Followed by the House, the State Senate passed a sweeping ban on all flavored e-cigarettes and tobacco products like menthol cigarettes. Late on Wednesday, the ban was signed into law in Massachusetts.
“This is a public health issue, but it’s really about justice,” said Jon Santiago, a Democratic lawmaker and an emergency physician at Boston Medical Center. “We believe this bill ultimately will protect generations of black and brown youth for years to come.”
In recent months, over 40 people have died, while more than 2,000 have been sickened from respiratory and lung illnesses due to vaping. Recently, a 17-year-old teenager in Michigan became the first person ever to undergo a double lungs transplant surgery due to vaping-related injury. Authorities have attributed most of the diseases to vaping THC products, where the plague caused a stir in efforts to regulate the e-cigarettes.
As the vaping-related illnesses and their use continued to rise at a greater pace, the Trump administration in September announced to ban the sale of most of the flavored e-cigarettes. However, the pressure from lobbyists and political advisers kept the plan at bay.

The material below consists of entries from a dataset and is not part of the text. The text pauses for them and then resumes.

//! Source file representation with line-start indexing for line/column lookup.

use crate::file_id::FileId;
use ngl_common::ContentHash;
use std::path::PathBuf;

/// A file loaded into the lint run.
pub struct SourceFile {
    /// The identifier of this file within the [`SourceDb`](crate::SourceDb).
    pub id: FileId,
    /// The path of this file (or a synthetic name for in-memory sources).
    pub path: PathBuf,
    /// The full text content of the file.
    pub content: String,
    /// Byte offsets of each line start (the first entry is always 0).
    line_starts: Vec<u32>,
    /// Hash of the file content, compared between fix passes.
    pub content_hash: ContentHash,
}

impl SourceFile {
    /// Creates a new `SourceFile` with precomputed line starts and content hash.
    pub fn new(id: FileId, path: PathBuf, content: String) -> Self {
        let line_starts = compute_line_starts(&content);
        let content_hash = ContentHash::of_str(&content);
        Self {
            id,
            path,
            content,
            line_starts,
            content_hash,
        }
    }

    /// Converts a byte offset into 1-indexed (line, column) coordinates.
    pub fn line_col(&self, byte_offset: u32) -> (u32, u32) {
        let line_idx = match self.line_starts.binary_search(&byte_offset) {
            Ok(idx) => idx,
            Err(idx) => idx - 1,
        };
        let line = (line_idx as u32) + 1;
        let col = byte_offset - self.line_starts[line_idx] + 1;
        (line, col)
    }

    /// Returns a substring of the file content between byte offsets.
    ///
    /// Out-of-range offsets are clamped to the content length.
    pub fn snippet(&self, start: u32, end: u32) -> &str {
        let len = self.content.len();
        let start = (start as usize).min(len);
        let end = (end as usize).clamp(start, len);
        self.content.get(start..end).unwrap_or("")
    }
}

/// Computes the byte offsets of each line start in the given content.
fn compute_line_starts(content: &str) -> Vec<u32> {
    let mut starts = vec![0u32];
    starts.extend(
        content
            .bytes()
            .enumerate()
            .filter(|(_, b)| *b == b'\n')
            .map(|(i, _)| (i + 1) as u32),
    );
    starts
}

#[cfg(test)]
mod tests {
    use super::*;

    fn make_file(content: &str) -> SourceFile {
        SourceFile::new(
            FileId::from_raw(0),
            PathBuf::from("home.page.ts"),
            content.to_string(),
        )
    }

    #[test]
    fn line_starts_computation() {
        let f = make_file("a\nbc\nd");
        assert_eq!(f.line_starts, vec![0, 2, 5]);
    }

    #[test]
    fn line_col_resolution() {
        let f = make_file("class A {\n  x = 1;\n}");
        assert_eq!(f.line_col(0), (1, 1));
        assert_eq!(f.line_col(12), (2, 3));
        assert_eq!(f.line_col(19), (3, 1));
    }

    #[test]
    fn snippet_extraction_and_clamping() {
        let f = make_file("this.count");
        assert_eq!(f.snippet(5, 10), "count");
        assert_eq!(f.snippet(5, 99), "count");
        assert_eq!(f.snippet(50, 60), "");
    }

    #[test]
    fn content_hash_matches() {
        let f = make_file("x");
        assert_eq!(f.content_hash, ContentHash::of_str("x"));
    }
}
//! W107: Ion boolean attribute — boolean Ionic attributes written as strings.

use std::sync::Arc;

use ngl_diagnostics::{
    Category, Diagnostic, DiagnosticCode, DiagnosticSink, Replacement, Severity, SuggestedFix,
};
use ngl_ionic::naming::camel_case;
use ngl_ionic::{AttributeTypeOracle, ValueKind};
use ngl_template_parser::{Attribute, AttributeBinding, AttributeKind};

use crate::unit::{ComponentTemplate, LintUnit};
use crate::LintRule;

/// How a static attribute value reads as a boolean.
#[derive(Clone, Copy, Debug, PartialEq, Eq)]
pub(super) enum StaticBoolean {
    Literal(bool),
    /// `null` / `undefined`: never reported.
    Exempt,
    Other,
}

/// Classifies the text of a static attribute. A bare attribute is `true`.
pub(super) fn boolean_value(attr: &Attribute) -> StaticBoolean {
    let text = attr.value.as_ref().map_or("", |v| v.text.trim());
    match text.to_ascii_lowercase().as_str() {
        "" | "true" | "1" | "yes" => StaticBoolean::Literal(true),
        "false" | "0" | "no" => StaticBoolean::Literal(false),
        "null" | "undefined" => StaticBoolean::Exempt,
        _ => StaticBoolean::Other,
    }
}

/// Static attributes without interpolation, the only ones whose type can be
/// wrong as written.
pub(super) fn is_plain_static(attr: &Attribute) -> bool {
    attr.kind == AttributeKind::Static && matches!(attr.binding, AttributeBinding::None)
}

/// Replaces `attr` with `[name]="expr"`.
pub(super) fn bind_fix(
    template: &ComponentTemplate,
    attr: &Attribute,
    expr: &str,
) -> Option<SuggestedFix> {
    let binding = format!("[{}]=\"{expr}\"", camel_case(&attr.name));
    template.fix(SuggestedFix::single(
        format!("bind as `{binding}`"),
        Replacement::replace(attr.span, binding),
    ))
}

/// Detects boolean Ionic attributes given a boolean-looking string value,
/// which the component receives as a (truthy) string.
pub struct IonBooleanAttribute {
    oracle: Arc<AttributeTypeOracle>,
}

impl IonBooleanAttribute {
    /// Creates the rule over a shared oracle.
    pub fn new(oracle: Arc<AttributeTypeOracle>) -> Self {
        Self { oracle }
    }
}

impl LintRule for IonBooleanAttribute {
    fn code(&self) -> DiagnosticCode {
        DiagnosticCode::new(Category::Warning, 107)
    }

    fn name(&self) -> &str {
        "ion-boolean-attribute"
    }

    fn description(&self) -> &str {
        "boolean Ionic attribute set with a string"
    }

    fn default_severity(&self) -> Severity {
        Severity::Warning
    }

    fn enabled_by_default(&self) -> bool {
        false
    }

    fn check_unit(&self, unit: &LintUnit, sink: &DiagnosticSink) {
        for template in &unit.templates {
            template.template.for_each_element(&mut |el| {
                for attr in el.attributes.iter().filter(|a| is_plain_static(a)) {
                    if self.oracle.kind(&el.name, &attr.name) != ValueKind::Boolean {
                        continue;
                    }
                    let StaticBoolean::Literal(value) = boolean_value(attr) else {
                        continue;
                    };
                    let written = attr.value.as_ref().map_or("", |v| v.text.as_str());
                    sink.emit(
                        Diagnostic::warning(
                            self.code(),
                            format!(
                                "`{}` on `<{}>` is a boolean; bind `{value}` instead of a string",
                                attr.name, el.name
                            ),
                            template.report_span(attr.span),
                        )
                        .with_message_id("booleanAttribute")
                        .with_data("attribute", attr.name.as_str())
                        .with_data("value", written)
                        .with_data("suggested", value.to_string())
                        .with_optional_fix(bind_fix(template, attr, &value.to_string())),
                    );
                }
            });
        }
    }
}

#[cfg(test)]
mod tests {
    use super::*;
    use crate::testing::{fixed, ids, ionic_oracle, lint};

    fn rule() -> IonBooleanAttribute {
        IonBooleanAttribute::new(ionic_oracle())
    }

    fn page(template: &str) -> String {
        format!("@Component({{ template: `{template}` }})\nexport class HomePage {{}}\n")
    }

    #[test]
    fn rule_metadata() {
        let rule = rule();
        assert_eq!(rule.code(), DiagnosticCode::new(Category::Warning, 107));
        assert_eq!(rule.name(), "ion-boolean-attribute");
        assert_eq!(rule.default_severity(), Severity::Warning);
        assert!(!rule.enabled_by_default());
    }

    #[test]
    fn boolean_strings_become_bindings() {
        let src = page(r#"<ion-item button="true" detail="No"></ion-item><ion-input disabled></ion-input>"#);
        let diags = lint(&rule(), &src);
        assert_eq!(ids(&diags), ["booleanAttribute"; 3]);
        assert_eq!(diags[1].data["suggested"], "false");
        assert_eq!(diags[1].data["value"], "No");

        let out = fixed(&rule(), &src);
        assert!(out.contains(
            r#"<ion-item [button]="true" [detail]="false"></ion-item><ion-input [disabled]="true"></ion-input>"#
        ));
        assert!(lint(&rule(), &out).is_empty());
    }

    #[test]
    fn other_values_and_attributes_are_left_alone() {
        let src = page(
            r#"<ion-item button="maybe" detail="null" lines="full" [button]="isButton"></ion-item><div hidden="true"></div><ion-item button="{{ flag }}"></ion-item>"#,
        );
        assert!(lint(&rule(), &src).is_empty());
    }
}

Governors of several states, in the recent months, have been using their executive powers to impose bans on flavored vaping products, where most have remained temporary. With Wednesday’s decision of the Senate, Massachusetts would become the first state to impose a ban on such hazardous products through a legislation. Other states, on the other hand, were said to be closely looking at the outcome in the Massachusetts.
Other than banning the flavored e-cigarettes and tobacco products, the bill passed by Governor Charlie Baker of the Republic Party would also impose an excise tax on e-cigarettes, restricts higher-level nicotine products to 21-and-over stores, and demands insurers to cover tobacco cessation counseling and nicotine replacement therapies like gums and patches.
Experts have stated that the ban on menthol cigarettes in the bill was essentially notable. “The concern with menthol is that it’s really the emperor of all flavors, because it’s both a flavor and an anesthetic,” said Dr. Jonathan Winickoff, a general pediatrician at Massachusetts General Hospital for Children. He highlighted that it’s exception in the 2009 bill had been “very damaging to kids”.
In 2013, the Food and Drug Administration released a report, stating that menthol cigarettes made smoking easier for beginners and then harder to quit.
The ban in Massachusetts could be seen as the first step to the nation’s fight with the growing epidemic of vaping. Several lives have been lost already, while many are suffering from its ill-effects. With merely one move, the country might soon be seen gradually moving further to ward off the use of e-cigarette.